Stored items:
▼▼▼

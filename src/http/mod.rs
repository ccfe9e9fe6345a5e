//! HTTP protocol handling subsystem.
//!
//! # Data Flow
//! ```text
//! TCP connection
//!     → server.rs (axum, request ID, deadline, trace span)
//!     → pipeline.rs (assets, body, session, CSRF, dispatch, errors, headers)
//!         → assets.rs (public files, compiled assets)
//!         → request.rs (RequestContext handed to the handler)
//!         → error.rs (what handlers may fail with)
//!         → response.rs (helpers for building responses)
//!     → Send to client
//! ```

pub mod assets;
pub mod error;
pub mod pipeline;
pub mod request;
pub mod response;
pub mod server;

pub use error::{HandlerError, HandlerResult, ParameterError};
pub use pipeline::{PipelineError, RequestPipeline};
pub use request::{Params, RequestContext, TypedParams};
pub use server::AppServer;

▲▲▲

§ REQUIRED ACTION
Give back exactly the lines from the one that contains "pub mod server;" to the end of the data above, both of those lines included.

§ OUTPUT FOR THIS EXERCISE
pub mod server;

pub use error::{HandlerError, HandlerResult, ParameterError};
pub use pipeline::{PipelineError, RequestPipeline};
pub use request::{Params, RequestContext, TypedParams};
pub use server::AppServer;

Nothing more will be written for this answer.